YOUR OBJECTIVE :: Find the word "DeploymentTarget" in the data. Return every line where it appears.

(Collected data)
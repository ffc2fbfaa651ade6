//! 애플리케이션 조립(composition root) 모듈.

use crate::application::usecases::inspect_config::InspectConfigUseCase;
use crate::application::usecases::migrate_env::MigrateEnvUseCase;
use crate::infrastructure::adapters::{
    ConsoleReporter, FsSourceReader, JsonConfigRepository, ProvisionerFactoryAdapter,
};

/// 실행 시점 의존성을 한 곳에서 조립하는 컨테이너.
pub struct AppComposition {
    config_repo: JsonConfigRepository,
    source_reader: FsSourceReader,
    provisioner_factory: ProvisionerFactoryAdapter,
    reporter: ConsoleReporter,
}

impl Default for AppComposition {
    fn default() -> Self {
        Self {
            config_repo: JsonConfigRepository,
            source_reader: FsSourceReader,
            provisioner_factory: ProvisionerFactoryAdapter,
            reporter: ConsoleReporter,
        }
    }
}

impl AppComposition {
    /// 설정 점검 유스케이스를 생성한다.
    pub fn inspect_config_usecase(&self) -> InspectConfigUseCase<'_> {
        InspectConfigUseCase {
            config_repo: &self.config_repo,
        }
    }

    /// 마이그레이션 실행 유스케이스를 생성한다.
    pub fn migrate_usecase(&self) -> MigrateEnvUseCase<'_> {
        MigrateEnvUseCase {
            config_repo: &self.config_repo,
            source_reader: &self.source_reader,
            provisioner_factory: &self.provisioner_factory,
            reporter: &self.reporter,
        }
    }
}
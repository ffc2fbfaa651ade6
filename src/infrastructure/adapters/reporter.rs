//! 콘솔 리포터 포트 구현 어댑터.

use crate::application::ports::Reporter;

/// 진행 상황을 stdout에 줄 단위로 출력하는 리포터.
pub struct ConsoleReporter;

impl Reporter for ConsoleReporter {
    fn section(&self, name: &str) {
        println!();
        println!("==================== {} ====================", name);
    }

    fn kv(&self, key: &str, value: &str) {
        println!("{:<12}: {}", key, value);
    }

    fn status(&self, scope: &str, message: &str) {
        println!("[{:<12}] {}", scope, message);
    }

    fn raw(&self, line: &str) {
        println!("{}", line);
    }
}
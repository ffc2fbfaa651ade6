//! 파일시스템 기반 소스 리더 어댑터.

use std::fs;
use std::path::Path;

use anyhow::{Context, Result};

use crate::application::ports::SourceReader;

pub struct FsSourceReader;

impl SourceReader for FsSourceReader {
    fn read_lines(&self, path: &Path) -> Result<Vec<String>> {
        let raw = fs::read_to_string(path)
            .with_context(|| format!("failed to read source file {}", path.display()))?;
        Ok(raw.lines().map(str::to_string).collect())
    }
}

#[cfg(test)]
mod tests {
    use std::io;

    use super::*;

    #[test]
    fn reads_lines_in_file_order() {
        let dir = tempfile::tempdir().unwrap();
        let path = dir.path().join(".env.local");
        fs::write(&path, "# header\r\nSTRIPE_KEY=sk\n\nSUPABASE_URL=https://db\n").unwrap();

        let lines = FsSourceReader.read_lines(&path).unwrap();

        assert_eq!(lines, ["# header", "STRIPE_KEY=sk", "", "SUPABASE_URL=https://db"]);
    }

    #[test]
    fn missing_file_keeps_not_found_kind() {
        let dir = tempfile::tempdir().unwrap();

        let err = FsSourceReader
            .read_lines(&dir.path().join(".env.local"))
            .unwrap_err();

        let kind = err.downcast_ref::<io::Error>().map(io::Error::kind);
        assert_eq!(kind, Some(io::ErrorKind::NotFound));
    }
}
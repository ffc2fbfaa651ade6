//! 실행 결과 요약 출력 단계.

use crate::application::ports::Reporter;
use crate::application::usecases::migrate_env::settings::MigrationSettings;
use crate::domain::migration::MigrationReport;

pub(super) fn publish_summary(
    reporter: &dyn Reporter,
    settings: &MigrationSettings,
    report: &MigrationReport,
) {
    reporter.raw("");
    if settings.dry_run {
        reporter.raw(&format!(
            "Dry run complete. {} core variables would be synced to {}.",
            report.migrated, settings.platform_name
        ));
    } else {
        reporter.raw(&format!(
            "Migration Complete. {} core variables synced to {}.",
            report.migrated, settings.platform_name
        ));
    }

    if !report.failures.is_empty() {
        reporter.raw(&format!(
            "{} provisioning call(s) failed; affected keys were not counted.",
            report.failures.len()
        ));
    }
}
--
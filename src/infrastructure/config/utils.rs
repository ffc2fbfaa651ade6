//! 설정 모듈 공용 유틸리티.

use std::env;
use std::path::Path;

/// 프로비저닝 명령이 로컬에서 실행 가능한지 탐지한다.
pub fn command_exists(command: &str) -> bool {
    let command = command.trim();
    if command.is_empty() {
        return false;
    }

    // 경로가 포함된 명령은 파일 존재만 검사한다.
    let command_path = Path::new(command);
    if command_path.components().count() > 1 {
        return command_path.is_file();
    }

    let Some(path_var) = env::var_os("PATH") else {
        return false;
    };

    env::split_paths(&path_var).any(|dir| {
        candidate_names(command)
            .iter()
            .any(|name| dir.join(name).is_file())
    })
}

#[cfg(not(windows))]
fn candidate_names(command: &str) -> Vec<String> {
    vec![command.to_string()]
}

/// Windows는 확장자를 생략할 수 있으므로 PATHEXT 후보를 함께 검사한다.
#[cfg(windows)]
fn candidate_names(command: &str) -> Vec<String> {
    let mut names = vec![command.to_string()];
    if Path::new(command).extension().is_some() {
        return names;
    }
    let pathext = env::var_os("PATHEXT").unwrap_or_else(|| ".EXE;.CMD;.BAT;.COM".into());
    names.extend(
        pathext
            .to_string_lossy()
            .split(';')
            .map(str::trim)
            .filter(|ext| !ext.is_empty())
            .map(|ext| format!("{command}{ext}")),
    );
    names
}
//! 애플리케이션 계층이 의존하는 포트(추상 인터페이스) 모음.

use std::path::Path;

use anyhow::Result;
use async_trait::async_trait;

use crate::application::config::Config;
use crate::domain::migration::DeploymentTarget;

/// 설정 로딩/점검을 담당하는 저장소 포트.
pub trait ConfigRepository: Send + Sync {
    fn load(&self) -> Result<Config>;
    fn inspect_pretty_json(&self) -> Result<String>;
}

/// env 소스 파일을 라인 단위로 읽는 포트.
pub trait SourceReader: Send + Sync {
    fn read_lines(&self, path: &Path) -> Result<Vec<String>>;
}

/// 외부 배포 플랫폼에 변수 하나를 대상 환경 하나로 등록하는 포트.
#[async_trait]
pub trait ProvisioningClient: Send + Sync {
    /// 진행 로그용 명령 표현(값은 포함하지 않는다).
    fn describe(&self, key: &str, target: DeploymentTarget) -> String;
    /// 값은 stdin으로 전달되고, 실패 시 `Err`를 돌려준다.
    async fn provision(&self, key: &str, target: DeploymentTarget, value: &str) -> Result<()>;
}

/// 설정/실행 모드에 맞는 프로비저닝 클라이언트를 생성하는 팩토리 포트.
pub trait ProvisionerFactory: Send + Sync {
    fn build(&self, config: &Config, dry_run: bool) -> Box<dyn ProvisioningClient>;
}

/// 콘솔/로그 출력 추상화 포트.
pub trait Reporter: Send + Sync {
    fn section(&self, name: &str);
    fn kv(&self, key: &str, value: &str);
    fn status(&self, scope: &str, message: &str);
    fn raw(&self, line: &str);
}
==
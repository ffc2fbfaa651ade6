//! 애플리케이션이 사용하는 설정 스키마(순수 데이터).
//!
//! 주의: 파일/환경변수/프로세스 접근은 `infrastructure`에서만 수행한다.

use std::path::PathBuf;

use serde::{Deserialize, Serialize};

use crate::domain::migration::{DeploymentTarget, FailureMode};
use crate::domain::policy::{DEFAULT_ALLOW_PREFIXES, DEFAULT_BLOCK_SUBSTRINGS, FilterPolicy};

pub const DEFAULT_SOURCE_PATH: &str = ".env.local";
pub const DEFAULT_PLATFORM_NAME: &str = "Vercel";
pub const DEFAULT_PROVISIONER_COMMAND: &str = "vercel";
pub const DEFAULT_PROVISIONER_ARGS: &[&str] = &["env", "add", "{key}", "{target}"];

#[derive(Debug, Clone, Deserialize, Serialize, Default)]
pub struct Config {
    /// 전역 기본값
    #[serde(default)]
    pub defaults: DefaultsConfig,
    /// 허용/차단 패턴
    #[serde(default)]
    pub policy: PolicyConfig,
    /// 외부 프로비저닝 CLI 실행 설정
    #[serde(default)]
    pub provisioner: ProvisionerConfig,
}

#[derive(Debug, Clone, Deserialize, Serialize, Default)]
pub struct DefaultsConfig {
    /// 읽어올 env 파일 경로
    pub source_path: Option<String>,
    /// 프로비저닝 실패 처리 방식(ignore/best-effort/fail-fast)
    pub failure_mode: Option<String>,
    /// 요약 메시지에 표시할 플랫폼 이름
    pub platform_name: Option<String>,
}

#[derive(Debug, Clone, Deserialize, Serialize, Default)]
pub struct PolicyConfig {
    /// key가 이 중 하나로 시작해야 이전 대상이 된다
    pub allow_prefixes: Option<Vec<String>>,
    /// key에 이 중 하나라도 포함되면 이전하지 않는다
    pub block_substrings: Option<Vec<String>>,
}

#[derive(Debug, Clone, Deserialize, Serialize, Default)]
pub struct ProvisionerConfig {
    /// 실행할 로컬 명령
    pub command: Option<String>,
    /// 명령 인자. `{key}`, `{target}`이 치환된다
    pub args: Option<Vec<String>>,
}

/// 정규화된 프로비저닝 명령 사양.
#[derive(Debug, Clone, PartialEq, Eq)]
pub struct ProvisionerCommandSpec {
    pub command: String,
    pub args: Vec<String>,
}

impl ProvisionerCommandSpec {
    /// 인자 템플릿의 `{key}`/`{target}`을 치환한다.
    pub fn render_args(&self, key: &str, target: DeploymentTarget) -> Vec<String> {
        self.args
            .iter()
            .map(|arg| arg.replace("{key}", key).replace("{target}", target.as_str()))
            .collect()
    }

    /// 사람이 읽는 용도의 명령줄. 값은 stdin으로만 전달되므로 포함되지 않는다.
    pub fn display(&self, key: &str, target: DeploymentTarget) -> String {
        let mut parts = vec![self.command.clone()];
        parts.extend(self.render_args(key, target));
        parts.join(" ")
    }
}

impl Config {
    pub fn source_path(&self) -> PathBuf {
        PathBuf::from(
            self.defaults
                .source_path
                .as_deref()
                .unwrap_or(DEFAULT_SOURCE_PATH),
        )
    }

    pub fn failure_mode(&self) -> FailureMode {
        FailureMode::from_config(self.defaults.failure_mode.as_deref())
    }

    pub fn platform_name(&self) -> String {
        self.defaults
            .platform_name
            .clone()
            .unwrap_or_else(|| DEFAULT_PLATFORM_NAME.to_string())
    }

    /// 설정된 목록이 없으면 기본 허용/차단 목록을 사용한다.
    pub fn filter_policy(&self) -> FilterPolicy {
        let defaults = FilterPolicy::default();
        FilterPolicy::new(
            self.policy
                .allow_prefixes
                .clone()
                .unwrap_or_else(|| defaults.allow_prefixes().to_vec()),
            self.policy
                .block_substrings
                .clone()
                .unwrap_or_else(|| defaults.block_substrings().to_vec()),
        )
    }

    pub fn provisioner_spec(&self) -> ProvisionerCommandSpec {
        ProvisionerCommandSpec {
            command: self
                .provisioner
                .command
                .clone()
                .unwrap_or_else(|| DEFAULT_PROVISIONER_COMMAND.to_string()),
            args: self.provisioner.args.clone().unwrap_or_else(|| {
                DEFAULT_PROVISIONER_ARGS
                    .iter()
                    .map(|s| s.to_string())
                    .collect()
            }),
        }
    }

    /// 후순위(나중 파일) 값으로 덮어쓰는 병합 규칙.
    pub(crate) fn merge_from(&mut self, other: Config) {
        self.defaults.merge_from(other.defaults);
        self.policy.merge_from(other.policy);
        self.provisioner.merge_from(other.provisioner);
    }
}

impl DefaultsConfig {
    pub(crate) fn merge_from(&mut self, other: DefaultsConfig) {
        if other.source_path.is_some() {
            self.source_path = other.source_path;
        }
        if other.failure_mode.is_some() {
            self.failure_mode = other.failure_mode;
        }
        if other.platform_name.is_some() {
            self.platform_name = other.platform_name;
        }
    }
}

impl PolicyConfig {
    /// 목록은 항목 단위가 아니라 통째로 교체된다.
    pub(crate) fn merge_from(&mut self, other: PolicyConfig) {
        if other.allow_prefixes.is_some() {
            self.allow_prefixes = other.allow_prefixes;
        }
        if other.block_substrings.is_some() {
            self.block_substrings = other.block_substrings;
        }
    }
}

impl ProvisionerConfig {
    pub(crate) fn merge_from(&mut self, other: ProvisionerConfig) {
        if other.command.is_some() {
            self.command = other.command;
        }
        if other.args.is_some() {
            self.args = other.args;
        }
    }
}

TASK RESPONSE ::
use crate::domain::migration::DeploymentTarget;
    fn describe(&self, key: &str, target: DeploymentTarget) -> String;
    async fn provision(&self, key: &str, target: DeploymentTarget, value: &str) -> Result<()>;
use crate::domain::migration::{DeploymentTarget, FailureMode};
    pub fn render_args(&self, key: &str, target: DeploymentTarget) -> Vec<String> {
    pub fn display(&self, key: &str, target: DeploymentTarget) -> String {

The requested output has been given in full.